Zersetzung durch Vermischung
Es gibt vielleicht keine größere Prüfung, der sich ein Mensch stellen muss, als durch Gnade eine Stellung zu vertreten, die er aus dem Wort Gottes als biblisch erkannt hat, und dann unsanft mit der Erkenntnis konfrontiert zu werden, dass die Menschen, die vor ihm dieselbe Stellung vertraten, nicht das sind, was er in ihnen zu finden gehofft hatte. Ja, dass sie sogar weniger geistlich, weniger hingebungsvoll, weniger eifrig für Gott sind als einige, die er in Systemen zurückgelassen hat, in denen quasi Dunkelheit herrschte. Dann muss man in der Tat von der Wahrheit fest ergriffen sein oder man ist geneigt, ganz überwältigt und völlig entmutigt zu werden. Manch eine labile Seele ist durch eine solche Prüfung völlig aus den Angeln gehoben worden. Solche Menschen kehren in ihrer Verzweiflung oft zu der unbiblischen Stellung zurück, die sie aufgegeben haben, und verbreiten ein schlechtes Zeugnis über das Land, wodurch sie andere davon abhalten, dem Licht zu folgen, das ihnen geschenkt ist. Einige, die zu große Gewissensbisse haben, um das, was sie zerstört haben, wiederaufzubauen, werden zu dem, was man geistliche Freigeister nennen könnte – und manchmal leider auch geistliche Ismaeliten, die ihre Hand gegen jeden Menschen und die Hand eines jeden Menschen gegen sie richten; sie kritisieren, suchen nach Fehlern, sind ruhelos und unglücklich, beschäftigen sich mit dem Bösen, beklagen die Zustände der Zeit, beklagen die Untreue aller und jedes Einzelnen, außer bei sich selbst, und verfallen so in einen Geist des Pharisäertums, der niemand nützt und für alle, mit denen sie in Berührung kommen, ein Hindernis darstellt.

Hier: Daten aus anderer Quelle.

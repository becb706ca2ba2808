// src/runtime/python.rs

//! Python family (`python*`).
//!
//! There is no build step. The interpreter runs a bootstrap shim from
//! `<shims_dir>/python/bootstrap.py`, which imports the handler module and
//! serves invocations.

use std::path::PathBuf;

use crate::errors::Result;
use crate::instructions::{Command, InstructionSet, WatchSpec};
use crate::runtime::{path_arg, source_glob, HandlerPath, HostEnvironment, RuntimeContext};
use crate::types::{FunctionDeclaration, Platform};

pub fn instructions(decl: &FunctionDeclaration, ctx: &RuntimeContext) -> Result<InstructionSet> {
    let entry = HandlerPath::parse(&decl.handler);
    let bootstrap = ctx.shims_dir.join("python").join("bootstrap.py");

    let mut run = Command::new(interpreter(&decl.runtime, ctx.host.platform()))
        .arg("-u")
        .arg(path_arg(&bootstrap))
        .arg(entry.dotted_module())
        .arg(path_arg(&decl.src_path))
        .arg(entry.symbol);

    if let Some(path) = virtualenv_path(&ctx.host) {
        run = run.env("PATH", path);
    }

    Ok(InstructionSet {
        build: None,
        run,
        watch: WatchSpec {
            include: vec![source_glob(&decl.src_path, "**/*.py")],
            exclude: Vec::new(),
        },
    })
}

/// `python3.11` -> `python3`; always `python.exe` on Windows.
fn interpreter(runtime: &str, platform: Platform) -> String {
    match platform {
        Platform::Windows => "python.exe".to_string(),
        Platform::Unix => runtime.split('.').next().unwrap_or(runtime).to_string(),
    }
}

/// `PATH` with the active virtualenv's executables first, if one is active.
fn virtualenv_path(host: &HostEnvironment) -> Option<String> {
    let venv = host.var("VIRTUAL_ENV")?;
    let bin = match host.platform() {
        Platform::Windows => "Scripts",
        Platform::Unix => "bin",
    };
    let venv_bin = path_arg(&PathBuf::from(venv).join(bin));
    Some(format!(
        "{}{}{}",
        venv_bin,
        host.platform().path_list_separator(),
        host.var("PATH").unwrap_or_default()
    ))
}
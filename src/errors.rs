// src/errors.rs

//! Crate-wide error type and result alias.

use std::path::PathBuf;

use thiserror::Error;

#[derive(Error, Debug)]
pub enum LocalFnError {
    #[error("Unknown runtime: {0}")]
    UnknownRuntime(String),

    #[error("Handler not found for function '{function}': none of {candidates:?} exist in {src_path:?}")]
    HandlerNotFound {
        function: String,
        src_path: PathBuf,
        candidates: Vec<String>,
    },

    #[error("Build failed for function '{function}': {detail}")]
    BuildFailed { function: String, detail: String },

    #[error("Watch subscription failed: {0}")]
    WatchSubscriptionFailed(String),

    #[error("Invalid watch pattern '{pattern}' for function '{function}': {reason}")]
    PatternCompileFailed {
        function: String,
        pattern: String,
        reason: String,
    },

    #[error("Configuration error: {0}")]
    ConfigError(String),

    #[error("IO error: {0}")]
    IoError(#[from] std::io::Error),

    #[error("TOML parsing error: {0}")]
    TomlError(#[from] toml::de::Error),

    #[error(transparent)]
    Other(#[from] anyhow::Error),
}

pub use anyhow::Error;
pub type Result<T> = std::result::Result<T, LocalFnError>;
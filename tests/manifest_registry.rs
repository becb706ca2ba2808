mod common;

use std::fs;
use std::sync::Arc;

use common::{assert_silent, with_timeout};
use localfn::errors::LocalFnError;
use localfn::fs::RealFileSystem;
use localfn::registry::{FilteredRegistry, FunctionRegistry, ManifestRegistry};
use localfn::runtime::{ArtifactDir, HostEnvironment, RuntimeContext};
use localfn::types::Platform;
use localfn::watch::{FunctionWatcher, WatchOptions};
use localfn_test_utils::fake_source::FakeWatchSource;
use tempfile::TempDir;
use tokio::sync::mpsc;

const TWO_FUNCTIONS: &str = r#"
[config]
poll_interval_ms = 50

[function.api]
runtime = "node18.x"
src = "services/api"
handler = "src/index.handler"

[function.worker]
runtime = "go1.x"
src = "./services/worker"
handler = "main.go"
"#;

const WORKER_ONLY: &str = r#"
[function.worker]
runtime = "go1.x"
src = "services/worker"
handler = "main.go"
"#;

fn project(manifest: &str) -> TempDir {
    let dir = tempfile::tempdir().unwrap();
    let api = dir.path().join("services/api/src");
    fs::create_dir_all(&api).unwrap();
    fs::write(api.join("index.ts"), "export const handler = async () => {};").unwrap();
    let worker = dir.path().join("services/worker");
    fs::create_dir_all(&worker).unwrap();
    fs::write(worker.join("main.go"), "package main").unwrap();
    fs::write(dir.path().join("localfn.toml"), manifest).unwrap();
    dir
}

fn registry() -> ManifestRegistry {
    ManifestRegistry::new(Arc::new(RealFileSystem))
}

#[test]
fn reads_declarations_in_id_order() {
    let dir = project(TWO_FUNCTIONS);
    let root = dir.path();

    let functions = registry().read(root).unwrap();

    let ids: Vec<&str> = functions.iter().map(|f| f.id.as_str()).collect();
    assert_eq!(ids, vec!["api", "worker"]);
    assert_eq!(functions[0].root, root);
    assert_eq!(functions[0].src_path, root.join("services/api"));
    assert_eq!(functions[1].src_path, root.join("services/worker"));
    assert_eq!(functions[0].handler, "src/index.handler");
}

#[test]
fn every_read_sees_the_current_manifest() {
    let dir = project(TWO_FUNCTIONS);
    let registry = registry();
    assert_eq!(registry.read(dir.path()).unwrap().len(), 2);

    fs::write(dir.path().join("localfn.toml"), WORKER_ONLY).unwrap();

    let functions = registry.read(dir.path()).unwrap();
    assert_eq!(functions.len(), 1);
    assert_eq!(functions[0].id, "worker");
}

#[test]
fn unknown_runtime_is_rejected_at_load() {
    let dir = project(
        r#"
[function.legacy]
runtime = "ruby2.7"
src = "legacy"
handler = "app.handler"
"#,
    );

    assert!(matches!(
        registry().read(dir.path()),
        Err(LocalFnError::UnknownRuntime(id)) if id == "ruby2.7"
    ));
}

#[test]
fn missing_manifest_is_an_error() {
    let dir = tempfile::tempdir().unwrap();
    assert!(registry().read(dir.path()).is_err());
}

#[test]
fn filter_selects_one_function_or_fails() {
    let dir = project(TWO_FUNCTIONS);

    let only = FilteredRegistry::new(registry(), Some("worker".to_string()));
    let functions = only.read(dir.path()).unwrap();
    assert_eq!(functions.len(), 1);
    assert_eq!(functions[0].id, "worker");

    let missing = FilteredRegistry::new(registry(), Some("nope".to_string()));
    assert!(matches!(
        missing.read(dir.path()),
        Err(LocalFnError::ConfigError(_))
    ));
}

#[tokio::test]
async fn watcher_follows_manifest_edits() {
    common::init_tracing();
    let dir = project(TWO_FUNCTIONS);
    let root = dir.path().to_path_buf();

    let context = Arc::new(RuntimeContext::new(
        Arc::new(RealFileSystem),
        HostEnvironment::from_vars(Vec::<(String, String)>::new(), Platform::Unix),
        Arc::new(ArtifactDir::new(".build/artifacts")),
        root.join(".localfn/shims"),
    ));
    let source = FakeWatchSource::new();
    let (tx, mut rx) = mpsc::channel(8);
    let mut watcher = FunctionWatcher::new(
        source.clone(),
        Arc::new(registry()),
        context,
        WatchOptions::default(),
        tx,
    );

    watcher.reload(&root).unwrap();
    assert_eq!(watcher.bindings().len(), 2);

    source.emit(root.join("services/api/src/util.ts"));
    let change = with_timeout(rx.recv()).await.unwrap();
    assert_eq!(change.functions[0].id, "api");

    fs::write(root.join("localfn.toml"), WORKER_ONLY).unwrap();
    watcher.reload(&root).unwrap();

    source.emit(root.join("services/api/src/util.ts"));
    assert_silent(&mut rx).await;

    source.emit(root.join("services/worker/main.go"));
    let change = with_timeout(rx.recv()).await.unwrap();
    assert_eq!(change.functions.len(), 1);
    assert_eq!(change.functions[0].id, "worker");
    assert_eq!(change.path, root.join("services/worker/main.go"));
}
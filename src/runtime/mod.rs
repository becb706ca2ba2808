// src/runtime/mod.rs

//! Runtime dispatch.
//!
//! A runtime identifier such as `node18.x` or `python3.11` is mapped onto a
//! closed set of [`RuntimeFamily`] variants by prefix. Each family has its
//! own handler module that turns a [`FunctionDeclaration`] into an
//! [`InstructionSet`]:
//!
//! - [`node`]: bundles with esbuild, runs under the Lambda runtime interface
//!   client.
//! - [`go`]: compiles a native binary and runs it directly.
//! - [`python`]: no build step; runs through a bootstrap shim.
//! - [`dotnet`]: `dotnet publish`, then runs through a bootstrap assembly.

use std::path::{Component, Path, PathBuf};

use crate::errors::{LocalFnError, Result};
use crate::instructions::InstructionSet;
use crate::types::FunctionDeclaration;

pub mod context;
pub mod dotnet;
pub mod go;
pub mod node;
pub mod python;

pub use context::{ArtifactDir, ArtifactPaths, HostEnvironment, RuntimeContext};

/// Supported runtime families.
#[derive(Debug, Clone, Copy, PartialEq, Eq, Hash)]
pub enum RuntimeFamily {
    Node,
    Go,
    Python,
    Dotnet,
}

impl RuntimeFamily {
    pub const ALL: [RuntimeFamily; 4] = [
        RuntimeFamily::Node,
        RuntimeFamily::Go,
        RuntimeFamily::Python,
        RuntimeFamily::Dotnet,
    ];

    /// Leading token of every runtime identifier in this family.
    pub fn prefix(self) -> &'static str {
        match self {
            RuntimeFamily::Node => "node",
            RuntimeFamily::Go => "go",
            RuntimeFamily::Python => "python",
            RuntimeFamily::Dotnet => "dotnetcore",
        }
    }

    /// Dispatch a runtime identifier to its family. The version suffix is
    /// ignored. Unknown identifiers are an error, never a fallback.
    pub fn from_identifier(identifier: &str) -> Result<Self> {
        Self::ALL
            .into_iter()
            .find(|family| identifier.starts_with(family.prefix()))
            .ok_or_else(|| LocalFnError::UnknownRuntime(identifier.to_string()))
    }

    /// Everything after the family prefix, e.g. `18.x` for `node18.x`.
    pub fn version_suffix(self, identifier: &str) -> &str {
        identifier.strip_prefix(self.prefix()).unwrap_or("")
    }

    /// Whether functions of this family have a build step.
    pub fn has_build_step(self) -> bool {
        !matches!(self, RuntimeFamily::Python)
    }

    pub fn instructions(
        self,
        decl: &FunctionDeclaration,
        ctx: &RuntimeContext,
    ) -> Result<InstructionSet> {
        match self {
            RuntimeFamily::Node => node::instructions(decl, ctx),
            RuntimeFamily::Go => go::instructions(decl, ctx),
            RuntimeFamily::Python => python::instructions(decl, ctx),
            RuntimeFamily::Dotnet => dotnet::instructions(decl, ctx),
        }
    }
}

/// Convenience: dispatch `identifier` to its family.
pub fn resolve(identifier: &str) -> Result<RuntimeFamily> {
    RuntimeFamily::from_identifier(identifier)
}

/// A `dir/file.symbol` handler string split into its parts.
#[derive(Debug, Clone, PartialEq, Eq)]
pub(crate) struct HandlerPath {
    /// Directory relative to the function's source path (may be empty).
    pub dir: PathBuf,
    /// File name up to its first dot.
    pub stem: String,
    /// Everything after the last dot of the file name.
    pub symbol: String,
}

impl HandlerPath {
    pub fn parse(handler: &str) -> Self {
        let path = Path::new(handler);
        let dir = path.parent().map(Path::to_path_buf).unwrap_or_default();
        let file_name = path
            .file_name()
            .map(|s| s.to_string_lossy().into_owned())
            .unwrap_or_default();
        let stem = file_name.split('.').next().unwrap_or_default().to_string();
        let symbol = file_name
            .rsplit_once('.')
            .map(|(_, s)| s.to_string())
            .unwrap_or_default();
        Self { dir, stem, symbol }
    }

    /// `dir/stem`, relative to the source path.
    pub fn stem_path(&self) -> PathBuf {
        self.dir.join(&self.stem)
    }

    /// Dotted module form, e.g. `src/handlers/api` -> `src.handlers.api`.
    pub fn dotted_module(&self) -> String {
        self.dir
            .components()
            .filter_map(|c| match c {
                Component::Normal(part) => Some(part.to_string_lossy().into_owned()),
                _ => None,
            })
            .chain(std::iter::once(self.stem.clone()))
            .collect::<Vec<_>>()
            .join(".")
    }
}

/// Absolute glob for `pattern` under `src_path`, with forward slashes.
pub(crate) fn source_glob(src_path: &Path, pattern: &str) -> String {
    format!("{}/{}", escape_path(src_path).trim_end_matches('/'), pattern)
}

/// `path` as a glob that matches only itself, with forward slashes.
pub(crate) fn escape_path(path: &Path) -> String {
    globset::escape(&path.to_string_lossy().replace('\\', "/"))
        .replace('{', "[{]")
        .replace('}', "[}]")
}

pub(crate) fn path_arg(path: &Path) -> String {
    path.to_string_lossy().into_owned()
}
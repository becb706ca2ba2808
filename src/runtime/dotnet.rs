// src/runtime/dotnet.rs

//! .NET Core family (`dotnetcore*`).
//!
//! Handlers look like `Assembly::Namespace.Type::Method`. The project is
//! published into the artifacts directory and run through the bootstrap
//! assembly under `<shims_dir>/dotnet-bootstrap/release`.

use std::path::{Path, PathBuf};

use crate::errors::Result;
use crate::instructions::{Command, InstructionSet, WatchSpec};
use crate::runtime::{path_arg, source_glob, RuntimeContext, RuntimeFamily};
use crate::types::FunctionDeclaration;

const DEFAULT_FRAMEWORK_VERSION: &str = "3.1";

pub fn instructions(decl: &FunctionDeclaration, ctx: &RuntimeContext) -> Result<InstructionSet> {
    let relative = decl
        .src_path
        .strip_prefix(&decl.root)
        .map(Path::to_path_buf)
        .unwrap_or_else(|_| PathBuf::from(&decl.id));
    let output_dir = ctx.artifacts.artifact_path(&decl.root, &relative);
    let target = output_dir.join(format!("{}.dll", assembly_name(&decl.handler)));

    let verbosity = if ctx.host.var("DEBUG").is_some() {
        "minimal"
    } else {
        "quiet"
    };

    let build = Command::new("dotnet")
        .arg("publish")
        .arg("--output")
        .arg(path_arg(&output_dir))
        .args(["--configuration", "Release"])
        .arg("--framework")
        .arg(target_framework(&decl.runtime))
        .args([
            "/p:GenerateRuntimeConfigurationFiles=true",
            "/clp:ForceConsoleColor",
            "--self-contained",
            "false",
            "-nologo",
            "--verbosity",
        ])
        .arg(verbosity);

    let bootstrap = ctx
        .shims_dir
        .join("dotnet-bootstrap")
        .join("release")
        .join("dotnet-bootstrap.dll");

    let run = Command::new("dotnet")
        .arg("exec")
        .arg(path_arg(&bootstrap))
        .arg(path_arg(&target))
        .arg(decl.handler.clone());

    Ok(InstructionSet {
        build: Some(build),
        run,
        watch: WatchSpec {
            include: vec![
                source_glob(&decl.src_path, "**/*.cs"),
                source_glob(&decl.src_path, "**/*.csx"),
            ],
            exclude: Vec::new(),
        },
    })
}

/// `Api::Api.Function::Handler` -> `Api`.
fn assembly_name(handler: &str) -> &str {
    let assembly = handler.split(':').next().unwrap_or(handler);
    assembly.rsplit(['/', '\\']).next().unwrap_or(assembly)
}

/// `dotnetcore3.1` -> `netcoreapp3.1`.
fn target_framework(runtime: &str) -> String {
    let version = RuntimeFamily::Dotnet.version_suffix(runtime);
    let version = if version.is_empty() {
        DEFAULT_FRAMEWORK_VERSION
    } else {
        version
    };
    format!("netcoreapp{version}")
}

All dies resultiert aus der Beschäftigung mit Personen statt mit Christus. Man nimmt an, dass Menschen, die in einer besonderen Gunst stehen und mit besonderer Erkenntnis gesegnet sind, persönlich verlässlicher sein müssten als die Allgemeinheit der Christen und dass das Fleisch in ihnen weniger wirksam wäre als in anderen. Oft hört man von Menschen, die „zu bestimmten Brüdern kommen“ oder sich dieser oder jener Gemeinschaft von Gläubigen „anschließen“. All das führt unweigerlich zu einer Katastrophe.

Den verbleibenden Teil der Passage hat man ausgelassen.